Vincent: Auf der anderen Seite gibt es auch attraktive Lernplattformen, wie »ALFONS« vom Westermann Verlag. In den Fächern Deutsch, Mathematik und Englisch können tausende von Aufgaben individuell zugewiesen werden, sodass die Schülerinnen und Schüler spielend dort abgeholt werden können, wo sie fachlich stehen. Ich nutze auch gerne »Quizlet« im Unterricht, um die Lernsets, die ich den Kindern als Lernaufgabe mitgegeben habe, spielerisch und kooperativ in Teams zu überprüfen. Durch solche Apps entwickeln die Kinder einen Ehrgeiz im Lernen, der durch ein normales Vokabelheft nicht gegeben ist. Ob man nun die 10.8 Sekunden seines besten Freundes im »Zuordnen« knackt oder beim Testen eine Quote von 100 Prozent erreicht – da bieten sich plötzlich viel mehr Möglichkeiten, dieselben Inhalte zu wiederholen.
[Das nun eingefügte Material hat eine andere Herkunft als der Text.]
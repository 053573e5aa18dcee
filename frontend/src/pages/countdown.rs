use std::rc::Rc;

use yew::prelude::*;
use gloo_timers::callback::Interval;

#[derive(Clone, Copy, Debug, PartialEq, Eq)]
pub struct Countdown {
    pub days: u32,
    pub hours: u32,
    pub minutes: u32,
    pub seconds: u32,
}

impl Countdown {
    pub fn new(days: u32, hours: u32, minutes: u32, seconds: u32) -> Self {
        Self { days, hours, minutes, seconds }
    }

    /// One second later. Stays at zero once it gets there.
    pub fn tick(self) -> Self {
        if self.seconds > 0 {
            Self { seconds: self.seconds - 1, ..self }
        } else if self.minutes > 0 {
            Self { minutes: self.minutes - 1, seconds: 59, ..self }
        } else if self.hours > 0 {
            Self { hours: self.hours - 1, minutes: 59, seconds: 59, ..self }
        } else if self.days > 0 {
            Self { days: self.days - 1, hours: 23, minutes: 59, seconds: 59 }
        } else {
            self
        }
    }

    pub fn is_expired(&self) -> bool {
        *self == Self::new(0, 0, 0, 0)
    }
}

pub enum CountdownAction {
    Tick,
}

impl Reducible for Countdown {
    type Action = CountdownAction;

    fn reduce(self: Rc<Self>, action: Self::Action) -> Rc<Self> {
        match action {
            CountdownAction::Tick => Rc::new(self.tick()),
        }
    }
}

#[derive(Properties, PartialEq)]
pub struct OfferCountdownProps {
    pub start: Countdown,
}

#[function_component(OfferCountdown)]
pub fn offer_countdown(props: &OfferCountdownProps) -> Html {
    let start = props.start;
    let remaining = use_reducer(move || start);

    {
        let dispatcher = remaining.dispatcher();
        use_effect_with_deps(move |_| {
            let interval = Interval::new(1_000, move || dispatcher.dispatch(CountdownAction::Tick));
            // Dropping the interval on unmount stops it.
            move || drop(interval)
        }, ());
    }

    let unit = |value: u32, label: &'static str| html! {
        <div class="countdown-unit">
            <span class="countdown-value">{format!("{:02}", value)}</span>
            <span class="countdown-label">{label}</span>
        </div>
    };

    html! {
        <div class="countdown-banner">
            if remaining.is_expired() {
                <span>{"This offer has ended."}</span>
            } else {
                <span class="countdown-title">{"Free analysis offer ends in:"}</span>
                <div class="countdown">
                    { unit(remaining.days, "Days") }
                    { unit(remaining.hours, "Hours") }
                    { unit(remaining.minutes, "Min") }
                    { unit(remaining.seconds, "Sec") }
                </div>
            }
        </div>
    }
}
Matthias: Welche digitalen Perspektiven sind für dich attraktiv und was möchtest du gerne noch umsetzen?
Vincent: Mir gefällt das Format »Digitales Lernnetzwerk« besonders gut, weil die Kinder hier untereinander wunderbar kommunizieren können und das Lernen für die gesamte Lerngruppe transparent und motivierend dargestellt wird. Auch soziale Themen wie Streit und Versöhnung oder Cybermobbing können dabei exemplarisch aufgearbeitet und begleitet werden. Hier gibt es jedoch Datenschutzthemen, die vor der konkreten Nutzung noch geklärt werden müssten. Ich persönlich freue mich darauf, die modernen digitalen Chancen und Möglichkeiten mit unserem Team weiter zu entwickeln.